Entries taken from a collection:

--*--

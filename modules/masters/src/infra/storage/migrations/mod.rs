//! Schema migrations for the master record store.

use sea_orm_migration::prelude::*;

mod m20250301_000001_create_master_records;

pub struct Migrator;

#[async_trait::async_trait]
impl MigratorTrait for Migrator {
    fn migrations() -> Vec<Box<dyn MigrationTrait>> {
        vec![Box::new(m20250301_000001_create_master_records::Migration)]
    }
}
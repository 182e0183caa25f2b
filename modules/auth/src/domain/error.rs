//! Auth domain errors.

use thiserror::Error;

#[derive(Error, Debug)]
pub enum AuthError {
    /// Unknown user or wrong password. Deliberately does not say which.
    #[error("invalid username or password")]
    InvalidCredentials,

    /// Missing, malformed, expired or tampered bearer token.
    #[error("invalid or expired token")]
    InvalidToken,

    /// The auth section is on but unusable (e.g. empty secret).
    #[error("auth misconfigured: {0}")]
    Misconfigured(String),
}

--*--

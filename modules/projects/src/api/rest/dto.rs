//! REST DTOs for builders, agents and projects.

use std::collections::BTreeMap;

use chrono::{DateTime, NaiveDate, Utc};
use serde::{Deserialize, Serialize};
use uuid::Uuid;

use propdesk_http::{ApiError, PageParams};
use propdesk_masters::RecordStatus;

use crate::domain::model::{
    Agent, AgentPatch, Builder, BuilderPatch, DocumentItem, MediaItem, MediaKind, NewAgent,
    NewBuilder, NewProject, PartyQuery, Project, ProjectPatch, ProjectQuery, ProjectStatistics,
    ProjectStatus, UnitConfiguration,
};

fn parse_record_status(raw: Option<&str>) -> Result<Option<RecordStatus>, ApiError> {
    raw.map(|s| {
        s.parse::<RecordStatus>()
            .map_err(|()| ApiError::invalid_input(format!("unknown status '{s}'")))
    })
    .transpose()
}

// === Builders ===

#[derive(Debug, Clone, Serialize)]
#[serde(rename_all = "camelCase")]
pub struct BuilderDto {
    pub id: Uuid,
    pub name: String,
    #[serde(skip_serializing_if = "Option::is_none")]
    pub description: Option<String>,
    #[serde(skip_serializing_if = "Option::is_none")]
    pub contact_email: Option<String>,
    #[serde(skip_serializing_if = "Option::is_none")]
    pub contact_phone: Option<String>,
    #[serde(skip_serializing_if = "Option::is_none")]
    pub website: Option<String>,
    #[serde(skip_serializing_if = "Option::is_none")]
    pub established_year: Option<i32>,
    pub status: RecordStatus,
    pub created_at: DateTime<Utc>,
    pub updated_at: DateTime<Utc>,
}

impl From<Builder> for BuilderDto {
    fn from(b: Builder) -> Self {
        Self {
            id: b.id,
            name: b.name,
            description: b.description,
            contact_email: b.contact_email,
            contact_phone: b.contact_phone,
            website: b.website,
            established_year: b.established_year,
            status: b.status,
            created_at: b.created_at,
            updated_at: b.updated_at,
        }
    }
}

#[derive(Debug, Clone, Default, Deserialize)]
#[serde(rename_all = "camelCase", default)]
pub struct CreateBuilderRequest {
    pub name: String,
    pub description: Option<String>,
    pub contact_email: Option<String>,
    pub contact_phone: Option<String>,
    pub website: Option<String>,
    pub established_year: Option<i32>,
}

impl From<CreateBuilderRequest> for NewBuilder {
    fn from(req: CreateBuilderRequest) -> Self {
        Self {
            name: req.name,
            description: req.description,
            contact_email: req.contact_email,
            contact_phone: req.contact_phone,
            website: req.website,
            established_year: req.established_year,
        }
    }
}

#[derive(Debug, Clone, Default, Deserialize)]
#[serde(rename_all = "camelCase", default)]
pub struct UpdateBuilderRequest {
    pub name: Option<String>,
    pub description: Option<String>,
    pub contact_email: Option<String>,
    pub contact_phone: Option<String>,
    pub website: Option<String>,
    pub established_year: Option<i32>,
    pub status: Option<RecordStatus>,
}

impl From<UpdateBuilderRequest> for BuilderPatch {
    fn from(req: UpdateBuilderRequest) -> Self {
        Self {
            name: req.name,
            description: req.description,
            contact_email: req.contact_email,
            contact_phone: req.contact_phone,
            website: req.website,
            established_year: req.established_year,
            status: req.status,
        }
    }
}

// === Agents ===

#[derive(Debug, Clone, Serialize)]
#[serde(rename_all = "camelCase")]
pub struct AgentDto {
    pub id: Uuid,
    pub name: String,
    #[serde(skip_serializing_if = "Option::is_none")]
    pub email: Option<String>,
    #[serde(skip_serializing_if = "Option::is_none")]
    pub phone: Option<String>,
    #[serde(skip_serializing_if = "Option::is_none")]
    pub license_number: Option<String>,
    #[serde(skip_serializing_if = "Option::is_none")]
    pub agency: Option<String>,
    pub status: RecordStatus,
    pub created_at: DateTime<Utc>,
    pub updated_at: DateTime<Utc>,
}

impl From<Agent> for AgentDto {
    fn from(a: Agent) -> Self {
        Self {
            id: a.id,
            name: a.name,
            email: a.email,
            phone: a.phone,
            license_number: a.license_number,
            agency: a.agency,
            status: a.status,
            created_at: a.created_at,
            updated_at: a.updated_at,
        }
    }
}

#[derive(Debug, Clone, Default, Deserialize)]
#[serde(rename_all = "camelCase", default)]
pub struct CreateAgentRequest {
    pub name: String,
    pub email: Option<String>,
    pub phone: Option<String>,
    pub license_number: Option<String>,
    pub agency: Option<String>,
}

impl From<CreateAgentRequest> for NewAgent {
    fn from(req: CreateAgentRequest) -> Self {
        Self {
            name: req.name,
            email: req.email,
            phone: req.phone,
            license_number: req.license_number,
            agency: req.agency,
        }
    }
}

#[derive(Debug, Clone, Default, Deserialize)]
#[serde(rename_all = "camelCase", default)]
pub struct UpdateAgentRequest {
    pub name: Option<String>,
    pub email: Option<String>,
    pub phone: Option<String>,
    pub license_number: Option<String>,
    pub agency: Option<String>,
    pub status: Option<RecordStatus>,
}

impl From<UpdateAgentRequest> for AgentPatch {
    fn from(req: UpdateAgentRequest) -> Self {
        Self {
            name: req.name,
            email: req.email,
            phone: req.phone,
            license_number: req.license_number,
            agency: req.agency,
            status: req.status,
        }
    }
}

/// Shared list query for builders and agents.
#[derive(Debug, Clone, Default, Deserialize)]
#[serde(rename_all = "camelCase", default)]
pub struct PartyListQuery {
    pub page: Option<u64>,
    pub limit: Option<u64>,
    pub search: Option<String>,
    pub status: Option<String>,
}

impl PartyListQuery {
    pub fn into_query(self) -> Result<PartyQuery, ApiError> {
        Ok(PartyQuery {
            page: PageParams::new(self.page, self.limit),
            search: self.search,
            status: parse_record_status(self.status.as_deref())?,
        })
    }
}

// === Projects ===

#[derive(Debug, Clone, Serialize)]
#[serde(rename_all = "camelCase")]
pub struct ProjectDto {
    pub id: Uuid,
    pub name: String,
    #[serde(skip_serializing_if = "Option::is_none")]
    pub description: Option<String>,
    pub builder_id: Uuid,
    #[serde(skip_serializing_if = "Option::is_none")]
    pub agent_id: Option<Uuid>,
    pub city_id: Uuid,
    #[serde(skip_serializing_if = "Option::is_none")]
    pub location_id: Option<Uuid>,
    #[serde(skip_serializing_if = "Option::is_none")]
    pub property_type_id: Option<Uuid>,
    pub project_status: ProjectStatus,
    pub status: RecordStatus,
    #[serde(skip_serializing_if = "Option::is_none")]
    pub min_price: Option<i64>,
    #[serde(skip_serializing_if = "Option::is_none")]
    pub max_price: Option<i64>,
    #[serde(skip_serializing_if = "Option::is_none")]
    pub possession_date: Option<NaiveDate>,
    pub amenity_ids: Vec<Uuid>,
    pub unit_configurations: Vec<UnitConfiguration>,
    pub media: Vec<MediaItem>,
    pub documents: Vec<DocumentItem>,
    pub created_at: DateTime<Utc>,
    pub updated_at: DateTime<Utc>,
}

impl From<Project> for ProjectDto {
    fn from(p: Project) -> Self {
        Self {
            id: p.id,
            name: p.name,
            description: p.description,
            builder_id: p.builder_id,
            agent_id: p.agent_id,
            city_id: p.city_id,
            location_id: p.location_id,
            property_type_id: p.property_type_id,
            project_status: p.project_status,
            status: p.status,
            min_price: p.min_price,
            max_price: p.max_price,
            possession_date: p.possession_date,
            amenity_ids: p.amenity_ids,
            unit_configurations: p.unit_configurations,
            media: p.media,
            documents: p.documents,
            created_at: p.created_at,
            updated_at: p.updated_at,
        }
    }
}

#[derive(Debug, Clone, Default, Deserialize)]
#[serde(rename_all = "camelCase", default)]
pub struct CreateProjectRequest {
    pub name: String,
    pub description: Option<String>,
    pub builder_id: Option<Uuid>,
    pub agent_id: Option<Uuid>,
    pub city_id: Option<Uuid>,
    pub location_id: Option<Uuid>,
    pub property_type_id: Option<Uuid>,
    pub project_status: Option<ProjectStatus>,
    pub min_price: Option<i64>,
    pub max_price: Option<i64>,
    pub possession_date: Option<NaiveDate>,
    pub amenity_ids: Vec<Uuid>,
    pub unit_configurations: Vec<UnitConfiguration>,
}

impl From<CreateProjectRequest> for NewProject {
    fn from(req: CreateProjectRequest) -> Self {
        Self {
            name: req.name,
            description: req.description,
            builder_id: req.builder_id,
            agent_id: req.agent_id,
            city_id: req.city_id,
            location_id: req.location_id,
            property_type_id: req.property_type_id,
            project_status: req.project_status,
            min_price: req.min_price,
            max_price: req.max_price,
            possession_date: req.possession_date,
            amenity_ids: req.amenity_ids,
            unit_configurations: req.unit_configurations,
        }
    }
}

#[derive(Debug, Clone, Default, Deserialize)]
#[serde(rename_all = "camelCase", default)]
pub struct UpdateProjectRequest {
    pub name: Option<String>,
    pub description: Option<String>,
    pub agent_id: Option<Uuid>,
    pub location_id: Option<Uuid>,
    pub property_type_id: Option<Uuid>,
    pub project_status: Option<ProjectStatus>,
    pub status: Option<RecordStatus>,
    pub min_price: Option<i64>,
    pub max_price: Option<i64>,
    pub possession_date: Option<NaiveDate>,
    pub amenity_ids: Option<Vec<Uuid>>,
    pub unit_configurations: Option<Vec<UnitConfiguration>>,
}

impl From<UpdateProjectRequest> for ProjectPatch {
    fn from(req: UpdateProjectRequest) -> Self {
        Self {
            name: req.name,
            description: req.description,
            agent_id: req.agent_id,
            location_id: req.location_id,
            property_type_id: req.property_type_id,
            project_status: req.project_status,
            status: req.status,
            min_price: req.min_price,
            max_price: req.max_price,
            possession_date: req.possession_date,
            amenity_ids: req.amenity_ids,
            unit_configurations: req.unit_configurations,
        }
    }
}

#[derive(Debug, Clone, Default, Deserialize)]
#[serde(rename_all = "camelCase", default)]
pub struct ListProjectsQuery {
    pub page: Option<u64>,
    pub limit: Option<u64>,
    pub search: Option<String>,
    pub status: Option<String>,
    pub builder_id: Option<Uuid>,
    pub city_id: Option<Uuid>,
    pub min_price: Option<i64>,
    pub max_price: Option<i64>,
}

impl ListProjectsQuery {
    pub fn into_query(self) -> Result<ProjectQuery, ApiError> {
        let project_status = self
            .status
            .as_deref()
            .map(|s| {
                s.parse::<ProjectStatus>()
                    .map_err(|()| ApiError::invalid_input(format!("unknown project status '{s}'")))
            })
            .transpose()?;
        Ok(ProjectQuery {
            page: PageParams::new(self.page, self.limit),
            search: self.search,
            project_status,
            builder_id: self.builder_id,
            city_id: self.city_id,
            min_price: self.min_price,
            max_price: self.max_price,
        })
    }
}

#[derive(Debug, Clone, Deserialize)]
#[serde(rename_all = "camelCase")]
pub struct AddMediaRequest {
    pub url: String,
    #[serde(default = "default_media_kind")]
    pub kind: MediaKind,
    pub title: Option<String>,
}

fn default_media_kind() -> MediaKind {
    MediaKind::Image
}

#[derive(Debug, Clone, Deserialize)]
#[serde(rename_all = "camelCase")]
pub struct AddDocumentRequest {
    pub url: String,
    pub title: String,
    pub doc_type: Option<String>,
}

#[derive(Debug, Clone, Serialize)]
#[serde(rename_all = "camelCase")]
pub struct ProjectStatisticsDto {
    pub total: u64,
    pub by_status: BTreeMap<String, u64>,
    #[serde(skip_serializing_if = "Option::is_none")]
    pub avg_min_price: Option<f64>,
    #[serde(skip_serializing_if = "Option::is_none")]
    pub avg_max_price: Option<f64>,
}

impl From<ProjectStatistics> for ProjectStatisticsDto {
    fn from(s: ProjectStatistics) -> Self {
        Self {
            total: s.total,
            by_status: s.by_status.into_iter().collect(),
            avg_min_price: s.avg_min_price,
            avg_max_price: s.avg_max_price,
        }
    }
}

--*--

**Requirement:**
Above are some records; copy exactly the lines from the one with "filename modules/masters/src/infra/storage/migrations/mod.rs" through the one with "repository 182e0183caa25f2b", both included, and no others.

**Response to this task:**
filename modules/masters/src/infra/storage/migrations/mod.rs
//! Schema migrations for the master record store.

use sea_orm_migration::prelude::*;

mod m20250301_000001_create_master_records;

pub struct Migrator;

#[async_trait::async_trait]
impl MigratorTrait for Migrator {
    fn migrations() -> Vec<Box<dyn MigrationTrait>> {
        vec![Box::new(m20250301_000001_create_master_records::Migration)]
    }
}
repository 182e0183caa25f2b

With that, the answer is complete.